▶ _EXERCISE PROMPT_
When you reach the line in the data below that contains "hero::composite_hero(&mut canvas, &hero)?;", please start repeating lines exactly, and stop after the line that contains "for x in (0..canvas.width).step_by(GRID_STEP", repeating nothing else.

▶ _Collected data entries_

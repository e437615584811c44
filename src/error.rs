/// Convenience result type used across the card pipeline.
pub type CardResult<T> = Result<T, CardError>;

/// Top-level error taxonomy for card generation.
#[derive(thiserror::Error, Debug)]
pub enum CardError {
    /// Invalid user-provided input (slug, hero path, arguments).
    #[error("validation error: {0}")]
    Validation(String),

    /// Pixel-stage contract violations (buffer sizes, kernel parameters).
    #[error("raster error: {0}")]
    Raster(String),

    /// Wrapped lower-level error from dependencies or IO.
    #[error(transparent)]
    Other(#[from] anyhow::Error),
}

impl CardError {
    pub fn validation(msg: impl Into<String>) -> Self {
        Self::Validation(msg.into())
    }

    pub fn raster(msg: impl Into<String>) -> Self {
        Self::Raster(msg.into())
    }
}
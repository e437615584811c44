use std::path::{Path, PathBuf};

use crate::{
    error::{CardError, CardResult},
    gradient, grid, hero, output,
    theme::{CARD_HEIGHT, CARD_WIDTH},
};

/// Generate the card for `slug` from `hero_path` and write it under
/// `root/assets/social/`. Returns the written path.
///
/// The stages run strictly forward: validate inputs, synthesize the
/// gradient, overlay the grid, composite the hero, write the PNG. Any
/// failure aborts before the output file appears.
#[tracing::instrument]
pub fn generate_card(hero_path: &Path, slug: &str, root: &Path) -> CardResult<PathBuf> {
    output::validate_slug(slug)?;
    if !hero_path.exists() {
        return Err(CardError::validation(format!(
            "hero image not found: {}",
            hero_path.display()
        )));
    }

    let mut canvas = gradient::synthesize(CARD_WIDTH, CARD_HEIGHT)?;
    grid::overlay_grid(&mut canvas)?;

    let hero = hero::load_hero(hero_path)?;
    hero::composite_hero(&mut canvas, &hero)?;

    let path = output::card_path(root, slug);
    output::write_card(&canvas, &path)?;
    tracing::debug!(path = %path.display(), "card written");
    Ok(path)
}
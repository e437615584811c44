//! The site's crosshatch: 1-px lines every `GRID_STEP` pixels on both axes,
//! in a low-alpha lime tint.

use crate::{
    composite,
    error::CardResult,
    surface::CardSurface,
    theme::{GRID_STEP, GRID_TINT},
};

/// Composite the crosshatch over the canvas. Lines are drawn into their own
/// transparent layer first, so intersections blend once instead of twice.
pub fn overlay_grid(canvas: &mut CardSurface) -> CardResult<()> {
    let mut layer = CardSurface::transparent(canvas.width, canvas.height)?;

    for y in (0..canvas.height).step_by(GRID_STEP as usize) {
        for x in 0..canvas.width {
            layer.put_pixel(x, y, GRID_TINT);
        }
    }
    for x in (0..canvas.width).step_by(GRID_STEP as usize) {
        for y in 0..canvas.height {
            layer.put_pixel(x, y, GRID_TINT);
        }
    }

    composite::over_in_place(canvas, &layer)
}
//! Straight-alpha "over" compositing, specialized for the card pipeline
//! where the destination is always opaque.

use crate::{
    error::{CardError, CardResult},
    surface::CardSurface,
};

/// Composite one straight-alpha source pixel over an opaque destination.
/// The result stays opaque.
pub fn over_opaque(dst: [u8; 4], src: [u8; 4]) -> [u8; 4] {
    let sa = u16::from(src[3]);
    if sa == 0 {
        return dst;
    }
    let inv = 255u16 - sa;

    let mut out = [0u8; 4];
    out[3] = 255;
    for i in 0..3 {
        let sc = mul_div255(u16::from(src[i]), sa);
        let dc = mul_div255(u16::from(dst[i]), inv);
        out[i] = sc.saturating_add(dc);
    }
    out
}

/// Composite a same-sized layer over an opaque surface, in place.
pub fn over_in_place(dst: &mut CardSurface, layer: &CardSurface) -> CardResult<()> {
    if dst.width != layer.width || dst.height != layer.height {
        return Err(CardError::raster(
            "over_in_place expects same-dimension surfaces",
        ));
    }
    for (d, s) in dst
        .data
        .chunks_exact_mut(4)
        .zip(layer.data.chunks_exact(4))
    {
        let out = over_opaque([d[0], d[1], d[2], d[3]], [s[0], s[1], s[2], s[3]]);
        d.copy_from_slice(&out);
    }
    Ok(())
}

/// Composite an RGBA8 block over a rectangle of the surface, using the
/// source's own alpha as the mask. The block must fit inside the surface.
pub fn blit_over(
    dst: &mut CardSurface,
    src: &[u8],
    src_w: u32,
    src_h: u32,
    ox: u32,
    oy: u32,
) -> CardResult<()> {
    let expected = (src_w as usize)
        .checked_mul(src_h as usize)
        .and_then(|v| v.checked_mul(4))
        .ok_or_else(|| CardError::raster("blit source size overflow"))?;
    if src.len() != expected {
        return Err(CardError::raster("blit_over expects src matching width*height*4"));
    }
    if ox.checked_add(src_w).is_none_or(|r| r > dst.width)
        || oy.checked_add(src_h).is_none_or(|b| b > dst.height)
    {
        return Err(CardError::raster("blit rectangle exceeds surface bounds"));
    }

    for row in 0..src_h {
        let src_start = ((row * src_w) as usize) * 4;
        let dst_start = (((oy + row) * dst.width + ox) as usize) * 4;
        let src_row = &src[src_start..src_start + (src_w as usize) * 4];
        let dst_row = &mut dst.data[dst_start..dst_start + (src_w as usize) * 4];
        for (d, s) in dst_row.chunks_exact_mut(4).zip(src_row.chunks_exact(4)) {
            let out = over_opaque([d[0], d[1], d[2], d[3]], [s[0], s[1], s[2], s[3]]);
            d.copy_from_slice(&out);
        }
    }
    Ok(())
}

fn mul_div255(x: u16, y: u16) -> u8 {
    (((u32::from(x) * u32::from(y)) + 127) / 255) as u8
}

▶ _TASK SOLUTION_
    hero::composite_hero(&mut canvas, &hero)?;

    let path = output::card_path(root, slug);
    output::write_card(&canvas, &path)?;
    tracing::debug!(path = %path.display(), "card written");
    Ok(path)
}
repository e437615584811c44
//! The site's crosshatch: 1-px lines every `GRID_STEP` pixels on both axes,
//! in a low-alpha lime tint.

use crate::{
    composite,
    error::CardResult,
    surface::CardSurface,
    theme::{GRID_STEP, GRID_TINT},
};

/// Composite the crosshatch over the canvas. Lines are drawn into their own
/// transparent layer first, so intersections blend once instead of twice.
pub fn overlay_grid(canvas: &mut CardSurface) -> CardResult<()> {
    let mut layer = CardSurface::transparent(canvas.width, canvas.height)?;

    for y in (0..canvas.height).step_by(GRID_STEP as usize) {
        for x in 0..canvas.width {
            layer.put_pixel(x, y, GRID_TINT);
        }
    }
    for x in (0..canvas.width).step_by(GRID_STEP as usize) {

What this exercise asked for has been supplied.